- Exercise prompt -
The string "None" may appear in lines of the data; report how many lines contain it, with no other output.

- Record extracts -
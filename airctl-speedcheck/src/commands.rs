// SPDX-License-Identifier: MIT
// Copyright (c) 2026 ADNT Sarl <info@adnt.io>

//! Command implementations for statistics collection.

use anyhow::{Context, Result};

use airctl_common::stats::{self, CollectOptions, MetricsSink};
use airctl_common::RemoteShell;

/// Collect the enabled measurements and push them to the metrics store.
pub fn collect<S, M>(shell: &S, sink: &M, options: &CollectOptions) -> Result<()>
where
    S: RemoteShell + ?Sized,
    M: MetricsSink + ?Sized,
{
    let batch = stats::collect(shell, sink, options)
        .with_context(|| format!("Collecting from {} failed", options.access_point))?;

    println!(
        "Wrote {} measurements for {} -> {}",
        batch.len(),
        options.access_point,
        options.station
    );
    Ok(())
}
// SPDX-License-Identifier: MIT
// Copyright (c) 2026 ADNT Sarl <info@adnt.io>

//! Flat `key=value` device configuration.
//!
//! The device keeps its settings in `/tmp/system.cfg`, one `key=value` pair
//! per line. There is no nesting, quoting or escaping; the value is whatever
//! follows the first `=`. Blank lines are ignored.
//!
//! Keys are ASCII in practice and must be UTF-8. Values are kept as raw
//! bytes, so a Latin-1 SSID survives a read-merge-write cycle unchanged.

use std::collections::BTreeMap;
use std::fmt;

use thiserror::Error;

#[derive(Debug, Error, PartialEq, Eq)]
pub enum ConfigError {
    #[error("line {line}: key is not valid UTF-8")]
    KeyNotUtf8 { line: usize },

    #[error("line {line}: expected key=value, got {text:?}")]
    MissingSeparator { line: usize, text: String },
}

/// A complete device configuration snapshot.
///
/// Equality is map equality: same key set, same values. Formatting emits
/// entries in key order, but nothing should depend on that.
#[derive(Clone, Debug, Default, PartialEq, Eq)]
pub struct DeviceConfig {
    entries: BTreeMap<String, Vec<u8>>,
}

impl DeviceConfig {
    pub fn new() -> Self {
        Self::default()
    }

    /// Parse the on-device file format.
    pub fn parse(buf: &[u8]) -> Result<Self, ConfigError> {
        let mut entries = BTreeMap::new();

        for (index, line) in buf.split(|&b| b == b'\n').enumerate() {
            let line = line.strip_suffix(b"\r").unwrap_or(line);
            if line.iter().all(u8::is_ascii_whitespace) {
                continue;
            }
            let number = index + 1;
            let separator = line.iter().position(|&b| b == b'=').ok_or_else(|| {
                ConfigError::MissingSeparator {
                    line: number,
                    text: String::from_utf8_lossy(line).into_owned(),
                }
            })?;
            let key = std::str::from_utf8(&line[..separator])
                .map_err(|_| ConfigError::KeyNotUtf8 { line: number })?;
            entries.insert(key.to_string(), line[separator + 1..].to_vec());
        }

        Ok(Self { entries })
    }

    /// Render as the on-device file format, one `key=value\n` per entry.
    ///
    /// Values are written verbatim; a value containing a newline produces a
    /// file that will not parse back to the same map.
    pub fn format(&self) -> Vec<u8> {
        let mut out = Vec::new();
        for (key, value) in self.iter() {
            out.extend_from_slice(key.as_bytes());
            out.push(b'=');
            out.extend_from_slice(value);
            out.push(b'\n');
        }
        out
    }

    /// Value of `key` as text. `None` when unset or not UTF-8; see
    /// [`get_bytes`](Self::get_bytes) for the raw value.
    pub fn get(&self, key: &str) -> Option<&str> {
        self.get_bytes(key)
            .and_then(|value| std::str::from_utf8(value).ok())
    }

    pub fn get_bytes(&self, key: &str) -> Option<&[u8]> {
        self.entries.get(key).map(Vec::as_slice)
    }

    /// Set a key, returning the previous value if there was one.
    pub fn set(&mut self, key: impl Into<String>, value: impl Into<Vec<u8>>) -> Option<Vec<u8>> {
        self.entries.insert(key.into(), value.into())
    }

    pub fn remove(&mut self, key: &str) -> Option<Vec<u8>> {
        self.entries.remove(key)
    }

    pub fn contains_key(&self, key: &str) -> bool {
        self.entries.contains_key(key)
    }

    pub fn len(&self) -> usize {
        self.entries.len()
    }

    pub fn is_empty(&self) -> bool {
        self.entries.is_empty()
    }

    /// Entries in key order.
    pub fn iter(&self) -> impl Iterator<Item = (&str, &[u8])> {
        self.entries
            .iter()
            .map(|(k, v)| (k.as_str(), v.as_slice()))
    }

    /// Apply `overrides` on top of this configuration.
    ///
    /// Every key in `overrides` takes the override value, keys it does not
    /// mention keep their current value, and keys missing here are created.
    pub fn merge(&self, overrides: &DeviceConfig) -> DeviceConfig {
        let mut merged = self.clone();
        for (key, value) in overrides.iter() {
            merged.set(key, value);
        }
        merged
    }

    /// List every key on which `actual` differs from `self`.
    ///
    /// Keys present on only one side are reported with `None` on the other.
    /// An empty result means the two configurations are equal. Values are
    /// compared as bytes and reported as (lossy) text.
    pub fn diff(&self, actual: &DeviceConfig) -> Vec<ConfigChange> {
        let mut changes = Vec::new();

        for (key, expected) in self.iter() {
            let found = actual.get_bytes(key);
            if found != Some(expected) {
                changes.push(ConfigChange {
                    key: key.to_string(),
                    expected: Some(lossy(expected)),
                    actual: found.map(lossy),
                });
            }
        }
        for (key, value) in actual.iter() {
            if !self.contains_key(key) {
                changes.push(ConfigChange {
                    key: key.to_string(),
                    expected: None,
                    actual: Some(lossy(value)),
                });
            }
        }

        changes.sort_by(|a, b| a.key.cmp(&b.key));
        changes
    }
}

fn lossy(value: &[u8]) -> String {
    String::from_utf8_lossy(value).into_owned()
}

impl<K: Into<String>, V: Into<Vec<u8>>> FromIterator<(K, V)> for DeviceConfig {
    fn from_iter<I: IntoIterator<Item = (K, V)>>(iter: I) -> Self {
        Self {
            entries: iter
                .into_iter()
                .map(|(k, v)| (k.into(), v.into()))
                .collect(),
        }
    }
}

/// One key on which two configurations disagree.
#[derive(Clone, Debug, PartialEq, Eq)]
pub struct ConfigChange {
    pub key: String,
    pub expected: Option<String>,
    pub actual: Option<String>,
}

impl fmt::Display for ConfigChange {
    fn fmt(&self, f: &mut fmt::Formatter<'_>) -> fmt::Result {
        let show = |v: &Option<String>| v.clone().unwrap_or_else(|| "<unset>".to_string());
        write!(
            f,
            "{} is {} expected {}",
            self.key,
            show(&self.actual),
            show(&self.expected)
        )
    }
}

- Answer to this exercise -
3